# Mr Beer 50c a can recipe



## Gedii (27/3/14)

Hi Brewers,

I recently picked up several Mr Beer extract cans (850g) for 50c each. The best before date is still good so I couldn't pass up a bargain. I'm looking for half decent recipes to pimp out this very cheap extract to serve my mates so they stop smashing my experimental brews! It's pretty much a session beer with reasonable taste I'm after. The lads throw $20 in a tin and it's all you can drink at mine (obviously I'm looking to make some money back from the buggers). I have some bits hanging around that I don't mind throwing in the pot and they include the following:

- Ale malt BB
- Crystal Pale Malt TF
- Chocolate Pale Malt B
- Cascade
- Amarillo
- Willamette
- Dex

Mr Beer cans
- 5 x American Ale
- 8 x American Porter
- 22 American Light

Yes, the checkout chick looked at me weird when I rolled up with a trolley load. Cleared the whole shelf!

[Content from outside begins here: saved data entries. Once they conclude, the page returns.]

use chrono::{DateTime, NaiveDate, Utc};
use rust_decimal::Decimal;
use serde::{Deserialize, Serialize};
use std::fmt;
use std::str::FromStr;
use uuid::Uuid;

use crate::identity::UserId;
use crate::package::Package;
use crate::CoreError;

#[derive(Debug, Clone, Copy, Serialize, Deserialize, PartialEq, Eq)]
#[serde(rename_all = "lowercase")]
pub enum BookingStatus {
    Confirmed,
    Cancelled,
}

/// Settlement state of the money behind a booking
#[derive(Debug, Clone, Copy, Serialize, Deserialize, PartialEq, Eq)]
#[serde(rename_all = "lowercase")]
pub enum PaymentStatus {
    Paid,
    Pending,
    Refunded,
}

impl fmt::Display for BookingStatus {
    fn fmt(&self, f: &mut fmt::Formatter<'_>) -> fmt::Result {
        f.write_str(match self {
            BookingStatus::Confirmed => "confirmed",
            BookingStatus::Cancelled => "cancelled",
        })
    }
}

impl FromStr for BookingStatus {
    type Err = CoreError;

    fn from_str(s: &str) -> Result<Self, Self::Err> {
        match s {
            "confirmed" => Ok(BookingStatus::Confirmed),
            "cancelled" => Ok(BookingStatus::Cancelled),
            other => Err(CoreError::ValidationError(format!("unknown booking status '{}'", other))),
        }
    }
}

impl fmt::Display for PaymentStatus {
    fn fmt(&self, f: &mut fmt::Formatter<'_>) -> fmt::Result {
        f.write_str(match self {
            PaymentStatus::Paid => "paid",
            PaymentStatus::Pending => "pending",
            PaymentStatus::Refunded => "refunded",
        })
    }
}

impl FromStr for PaymentStatus {
    type Err = CoreError;

    fn from_str(s: &str) -> Result<Self, Self::Err> {
        match s {
            "paid" => Ok(PaymentStatus::Paid),
            "pending" => Ok(PaymentStatus::Pending),
            "refunded" => Ok(PaymentStatus::Refunded),
            other => Err(CoreError::ValidationError(format!("unknown payment status '{}'", other))),
        }
    }
}

/// Durable proof that a package was paid for. One per package, ever.
#[derive(Debug, Clone, Serialize, Deserialize, PartialEq)]
pub struct Booking {
    pub id: Uuid,
    pub package_id: Uuid,
    pub user_id: UserId,
    pub status: BookingStatus,
    #[serde(with = "rust_decimal::serde::float")]
    pub total_amount: Decimal,
    pub currency: String,
    pub payment_status: PaymentStatus,
    pub payment_intent_id: String,
    pub confirmation_number: String,
    pub created_at: DateTime<Utc>,
}

/// Fields for the booking written when a payment succeeds.
#[derive(Debug, Clone, PartialEq)]
pub struct NewBooking {
    pub package_id: Uuid,
    pub user_id: UserId,
    pub total_amount: Decimal,
    pub currency: String,
    pub payment_intent_id: String,
    pub confirmation_number: String,
}

impl Booking {
    pub fn confirmed(fields: &NewBooking) -> Self {
        Self {
            id: Uuid::new_v4(),
            package_id: fields.package_id,
            user_id: fields.user_id,
            status: BookingStatus::Confirmed,
            total_amount: fields.total_amount,
            currency: fields.currency.clone(),
            payment_status: PaymentStatus::Paid,
            payment_intent_id: fields.payment_intent_id.clone(),
            confirmation_number: fields.confirmation_number.clone(),
            created_at: Utc::now(),
        }
    }
}

/// Result of inserting a booking under the one-booking-per-package constraint.
#[derive(Debug, Clone, PartialEq)]
pub enum BookingInsert {
    Created(Booking),
    /// A booking for the package already existed; it is returned untouched.
    Existing(Booking),
}

impl BookingInsert {
    pub fn booking(&self) -> &Booking {
        match self {
            BookingInsert::Created(b) | BookingInsert::Existing(b) => b,
        }
    }

    pub fn is_new(&self) -> bool {
        matches!(self, BookingInsert::Created(_))
    }
}

/// Trip facts shown next to a booking in the user's booking list.
#[derive(Debug, Clone, Serialize, Deserialize, PartialEq)]
pub struct PackageSummary {
    pub id: Uuid,
    pub departure_city: String,
    pub departure_date: NaiveDate,
    pub return_date: NaiveDate,
    pub adults: i32,
    pub children: i32,
}

impl From<&Package> for PackageSummary {
    fn from(p: &Package) -> Self {
        Self {
            id: p.id,
            departure_city: p.departure_city.clone(),
            departure_date: p.departure_date,
            return_date: p.return_date,
            adults: p.adults,
            children: p.children,
        }
    }
}

#[derive(Debug, Clone, Serialize)]
pub struct BookingDetails {
    #[serde(flatten)]
    pub booking: Booking,
    pub packages: Option<PackageSummary>,
}
pub mod records;
pub mod schedule;
pub mod pricing;
pub mod inventory;

pub use records::{Airport, FlightLeg, FlightRecord, HotelRecord, Layover, RailRecord, Room};
pub use schedule::ClockTime;
pub use inventory::{CatalogError, CatalogPaths, Inventory, InventorySource, Route, StaticCatalog};
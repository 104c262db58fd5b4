use anyhow::Context;
use std::net::SocketAddr;
use std::sync::Arc;
use tracing_subscriber::{layer::SubscriberExt, util::SubscriberInitExt};

use umrah_api::{app, AppState};
use umrah_catalog::{CatalogPaths, StaticCatalog};
use umrah_core::{BookingRepository, PackageRepository};
use umrah_order::MockPaymentGateway;
use umrah_store::{app_config::Config, DbClient, MemoryStore, PgBookingRepository, PgPackageRepository};

#[tokio::main]
async fn main() -> anyhow::Result<()> {
    tracing_subscriber::registry()
        .with(
            tracing_subscriber::EnvFilter::try_from_default_env()
                .unwrap_or_else(|_| "umrah_api=debug,tower_http=debug,axum::rejection=trace".into()),
        )
        .with(tracing_subscriber::fmt::layer())
        .init();

    let config = Config::load().context("Failed to load config")?;
    tracing::info!("Starting Umrah API on port {}", config.server.port);

    let catalog = StaticCatalog::load(&CatalogPaths {
        flights_path: config.catalog.flights_path.clone(),
        hotels_path: config.catalog.hotels_path.clone(),
        rails_path: config.catalog.rails_path.clone(),
    })
    .context("Failed to load reference data")?;

    let (packages, bookings): (Arc<dyn PackageRepository>, Arc<dyn BookingRepository>) =
        match &config.database.url {
            Some(url) => {
                let db = DbClient::new(url.expose(), config.database.max_connections)
                    .await
                    .context("Failed to connect to Postgres")?;
                db.migrate().await.context("Failed to run migrations")?;
                (
                    Arc::new(PgPackageRepository::new(db.pool.clone())),
                    Arc::new(PgBookingRepository::new(db.pool)),
                )
            }
            None => {
                tracing::warn!("No database.url configured; packages and bookings are kept in memory");
                let store = Arc::new(MemoryStore::new());
                (store.clone(), store)
            }
        };

    let state = AppState::new(
        &config,
        Arc::new(catalog),
        packages,
        bookings,
        Arc::new(MockPaymentGateway),
    );

    let addr = SocketAddr::from(([0, 0, 0, 0], config.server.port));
    tracing::info!("Listening on {}", addr);

    let listener = tokio::net::TcpListener::bind(addr).await?;
    axum::serve(listener, app(state)).await?;
    Ok(())
}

Anyone got an old recipe that worked out well for them?

Cheers,

Pete.


----------



## Nizmoose (27/3/14)

Sorry don't have a recipe but holy crap 35 cans haha! Thats the best how bloody long is it going to take you to brew all that!?


----------



## Gedii (27/3/14)

Haha! I don't care. 50c a pop. I'm making money.


----------



## Nizmoose (27/3/14)

haha fair enough thats awesome happy brewing haha


----------



## wereprawn (27/3/14)

Use them the same as you would a coopers kit.. Coopers bought Mr Beer out a while back and now put there own goo in the cans. So adjust quantities and away you go.


----------



## pnorkle (27/3/14)

You want to make money from your friends?


----------



## brad81 (27/3/14)

pnorkle said:


> You want to make money from your friends?


Allows you to purchase more equipment to make more beer.


----------



## Gedii (27/3/14)

My friends have drunk enough of my beer without paying a dime. I do the work. They pay. I buy more gear / ingredients for more beer. The cycle continues.


----------



## pat86 (27/3/14)

wereprawn said:


> Use them the same as you would a coopers kit.. Coopers bought Mr Beer out a while back and now put there own goo in the cans. So adjust quantities and away you go.


I tried finding out from Coopers what was in the Mr Beer cans (i.e. does classic American Light = Canadian blonde, etc) but couldn't get an answer.


----------



## gsouth82 (27/3/14)

I scored 3 American light cans for 50c a piece as well.
I was going to throw then all in with 500g of light DME and dry hop some Amarillo.


----------



## brewbienewbie (27/3/14)

Where was this? I don't usually brew kit but for 50c hell yeah I'll knock some out.


----------



## scottfrompubs (27/3/14)

You all see 35 brews, but I see 17 and a half toucan brews! A dollar a brew for full flavoured, full strength beer, you cant go wrong. Why not try a can of the ale, a can of the light, and the cascade and amarillo dry hopped for an american pale ale?


----------



## JDW81 (27/3/14)

Gedii said:


> The lads throw $20 in a tin and it's all you can drink at mine (obviously I'm looking to make some money back from the buggers).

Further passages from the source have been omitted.